Alex moved his hand to his ear to hang up just as he heard the voice behind him.

“What happens at sunset? Does your boyfriend turn into a pumpkin?”

“Simon!” Alex whirled in his chair, knocking his headset off as he moved. “Dammit!”

“Calm down, calm down.” Simon Reddick laughed, tucking a strand of his long, shiny black hair behind his ears. The sound rolled out of him, larger than life, like everything Simon did. “I was just kidding about the pumpkin!”

“He’s not my boyfriend,” Alex mumbled, scrambling to his knees to pick up the headset. He bounced back up, coming to his full five foot eight inches, and smiled, trying to keep the expression professional.

It was damned hard.

Simon Reddick was six feet two inches of wide-chested, black-haired, brown-eyed prime-of-his-life male, and Alex had been thirsting for him since he’d started working for the firm.

But it was an impossible crush and a stupid one. Simon was not just older—thirty-five to Alex’s twenty-six—but he was also rich, handsome, successful, and, hey, hello, Alex’s boss. A thing Alex had needed to remind himself of every day for the past three years.

It was getting so he couldn’t have a normal, everyday interaction with Simon without sweating in all of the embarrassing places—neck, armpits, buttcrack—and Alex was so damned over the crush that he’d actually initiated drastic action to get himself the hell out of this branch of Reddick, Lockhart, and Baldwin. The next branch may have been miles farther down the road, but hey, Alex was a bike commuter. He had calves of solid steel. What was an extra five or seven or nine more miles of road, both ways?

“Oh?” Simon said, dark eyebrow winging up. “Not your boyfriend?” There was something seductive in his voice, something that made Alex want to believe Simon was trying to flirt, but that was inconceivable because: (a) Simon had a girlfriend, and she was lovely and kind and blond with a figure that wouldn’t quit, and (b) Alex didn’t know how to flirt, and that was common office knowledge.

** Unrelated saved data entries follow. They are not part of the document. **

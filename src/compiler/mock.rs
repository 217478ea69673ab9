// Copyright 2016 Mozilla Foundation
//
// Licensed under the Apache License, Version 2.0 (the "License");
// you may not use this file except in compliance with the License.
// You may obtain a copy of the License at
//
//     http://www.apache.org/licenses/LICENSE-2.0
//
// Unless required by applicable law or agreed to in writing, software
// distributed under the License is distributed on an "AS IS" BASIS,
// WITHOUT WARRANTIES OR CONDITIONS OF ANY KIND, either express or implied.
// See the License for the specific language governing permissions and
// limitations under the License.

use compiler::{CompilerCaps, ObjectNode};

/// An `ObjectNode` for driver tests.
pub struct MockObjectNode {
    pub source_file: String,
    pub node_name: String,
    pub creating_pch: bool,
    pub caps: CompilerCaps,
}

impl MockObjectNode {
    pub fn new(source_file: &str, name: &str) -> MockObjectNode {
        MockObjectNode {
            source_file: source_file.to_owned(),
            node_name: name.to_owned(),
            creating_pch: false,
            caps: CompilerCaps::default(),
        }
    }
}

impl ObjectNode for MockObjectNode {
    fn source_file_name(&self) -> &str {
        &self.source_file
    }

    fn name(&self) -> &str {
        &self.node_name
    }

    fn is_creating_pch(&self) -> bool {
        self.creating_pch
    }

    fn compiler_caps(&self) -> CompilerCaps {
        self.caps
    }
}
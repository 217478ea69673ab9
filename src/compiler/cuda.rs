// Copyright 2016 Mozilla Foundation
//
// Licensed under the Apache License, Version 2.0 (the "License");
// you may not use this file except in compliance with the License.
// You may obtain a copy of the License at
//
//     http://www.apache.org/licenses/LICENSE-2.0
//
// Unless required by applicable law or agreed to in writing, software
// distributed under the License is distributed on an "AS IS" BASIS,
// WITHOUT WARRANTIES OR CONDITIONS OF ANY KIND, either express or implied.
// See the License for the specific language governing permissions and
// limitations under the License.

use args::Args;
use compiler::ObjectNode;
use compiler::driver::{strip_token, strip_token_with_arg, CompilerDriver, DriverState};

/// Driver for NVIDIA's nvcc.
pub struct Cuda<'a> {
    state: DriverState<'a>,
}

impl<'a> Cuda<'a> {
    pub fn new(object_node: &'a ObjectNode, remote_source_root: &str) -> Cuda<'a> {
        Cuda {
            state: DriverState::new(object_node, remote_source_root),
        }
    }
}

impl<'a> CompilerDriver<'a> for Cuda<'a> {
    fn state(&self) -> &DriverState<'a> {
        &self.state
    }

    fn state_mut(&mut self) -> &mut DriverState<'a> {
        &mut self.state
    }

    fn process_arg_preprocessor_only(&self,
                                     token: &str,
                                     index: &mut usize,
                                     _next_token: &str,
                                     _out: &mut Args) -> bool {
        // Remove the output arg
        if strip_token_with_arg("-o", token, index) {
            return true;
        }

        // Remove the "compile only" flag
        strip_token("-c", token, false)
    }

    fn add_additional_args_preprocessor(&self, out: &mut Args) {
        out.append("-E"); // run the preprocessor only
        out.add_delimiter();
    }
}
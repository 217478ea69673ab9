// Copyright 2016 Mozilla Foundation
//
// Licensed under the Apache License, Version 2.0 (the "License");
// you may not use this file except in compliance with the License.
// You may obtain a copy of the License at
//
//     http://www.apache.org/licenses/LICENSE-2.0
//
// Unless required by applicable law or agreed to in writing, software
// distributed under the License is distributed on an "AS IS" BASIS,
// WITHOUT WARRANTIES OR CONDITIONS OF ANY KIND, either express or implied.
// See the License for the specific language governing permissions and
// limitations under the License.

use args::Args;
use compiler::ObjectNode;
use compiler::driver::{strip_token, strip_token_with_arg, CompilerDriver, DriverState};

/// Driver for CodeWarrior targeting the Wii.
pub struct CodeWarriorWii<'a> {
    state: DriverState<'a>,
}

impl<'a> CodeWarriorWii<'a> {
    pub fn new(object_node: &'a ObjectNode, remote_source_root: &str) -> CodeWarriorWii<'a> {
        CodeWarriorWii {
            state: DriverState::new(object_node, remote_source_root),
        }
    }
}

impl<'a> CompilerDriver<'a> for CodeWarriorWii<'a> {
    fn state(&self) -> &DriverState<'a> {
        &self.state
    }

    fn state_mut(&mut self) -> &mut DriverState<'a> {
        &mut self.state
    }

    fn process_arg_preprocessor_only(&self,
                                     token: &str,
                                     index: &mut usize,
                                     _next_token: &str,
                                     _out: &mut Args) -> bool {
        // Remove the output arg
        if strip_token_with_arg("-o", token, index) {
            return true;
        }

        // Remove the "compile only" flag
        strip_token("-c", token, false)
    }

    fn add_additional_args_preprocessor(&self, out: &mut Args) {
        out.append("-E"); // run the preprocessor only
        out.add_delimiter();
    }
}

#[cfg(test)]
mod test {
    use super::*;
    use compiler::driver::{build_full_args, Pass};
    use compiler::mock::MockObjectNode;

    #[test]
    fn test_preprocessor_only() {
        let node = MockObjectNode::new("main.cpp", "main.o");
        let driver = CodeWarriorWii::new(&node, "/remote/src");
        let tokens = stringvec!["-o", "main.o", "-c", "-enum int", "main.cpp"];
        let mut out = Args::new();
        build_full_args(&driver, &tokens, Pass::PreprocessorOnly, &mut out);
        assert_eq!(out.get_raw_args(), "-enum int main.cpp -E ");
    }
}
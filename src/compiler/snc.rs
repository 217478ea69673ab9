// Copyright 2016 Mozilla Foundation
//
// Licensed under the Apache License, Version 2.0 (the "License");
// you may not use this file except in compliance with the License.
// You may obtain a copy of the License at
//
//     http://www.apache.org/licenses/LICENSE-2.0
//
// Unless required by applicable law or agreed to in writing, software
// distributed under the License is distributed on an "AS IS" BASIS,
// WITHOUT WARRANTIES OR CONDITIONS OF ANY KIND, either express or implied.
// See the License for the specific language governing permissions and
// limitations under the License.

use args::Args;
use compiler::ObjectNode;
use compiler::driver::{strip_token, strip_token_with_arg, CompilerDriver, DriverState};

/// Driver for the SN Systems compiler.
pub struct Snc<'a> {
    state: DriverState<'a>,
}

impl<'a> Snc<'a> {
    pub fn new(object_node: &'a ObjectNode, remote_source_root: &str) -> Snc<'a> {
        Snc {
            state: DriverState::new(object_node, remote_source_root),
        }
    }
}

impl<'a> CompilerDriver<'a> for Snc<'a> {
    fn state(&self) -> &DriverState<'a> {
        &self.state
    }

    fn state_mut(&mut self) -> &mut DriverState<'a> {
        &mut self.state
    }

    fn process_arg_preprocessor_only(&self,
                                     token: &str,
                                     index: &mut usize,
                                     _next_token: &str,
                                     _out: &mut Args) -> bool {
        // Remove the output arg
        if strip_token_with_arg("-o", token, index) {
            return true;
        }

        // Remove the "compile only" flag
        strip_token("-c", token, false)
    }

    fn add_additional_args_preprocessor(&self, out: &mut Args) {
        out.append("-E"); // run the preprocessor only
        out.add_delimiter();
    }
}

#[cfg(test)]
mod test {
    use super::*;
    use compiler::driver::{build_full_args, Pass};
    use compiler::mock::MockObjectNode;

    #[test]
    fn test_preprocessor_only() {
        let node = MockObjectNode::new("main.cpp", "main.o");
        let driver = Snc::new(&node, "/remote/src");
        let tokens = stringvec!["-omain.o", "-c", "main.cpp"];
        let mut out = Args::new();
        build_full_args(&driver, &tokens, Pass::PreprocessorOnly, &mut out);
        assert_eq!(out.get_raw_args(), "main.cpp -E ");
    }
}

“My roommate,” Alex said, his throat like cracker crumbs. “We’re taking care of our friends’ dog while they’re, uh, not… here.”

A faint smile played with Simon’s lean, sensual mouth. “Not here? Are they on vacation? Visiting relatives? What?”

“Sure,” Alex said, cursing his ever-practical brain. Would it kill him to come up with a casual social lie? What could possibly go wrong if he shot the moon and said something not stiff and awkward? “Visiting vacationing relatives. But they left us their dog, and he’s got a boyfriend, and I commute on my bicycle, so we have to keep coordinated.”

“The dog’s got a boyfriend or the roommate has a boyfriend?” Simon asked, mouth compressed and eyes dancing.

A little bit of annoyance penetrated Alex’s fluster. “The roommate has a boyfriend,” he snapped. “The dog’s gotta crap.”

Simon’s laughter was like getting an all-over body rub with velvet gloves. “Thanks for the clarification,” he said. “I knew you had a sense of humor locked tight in that steel-trap brain of yours. Want to come to lunch with me?”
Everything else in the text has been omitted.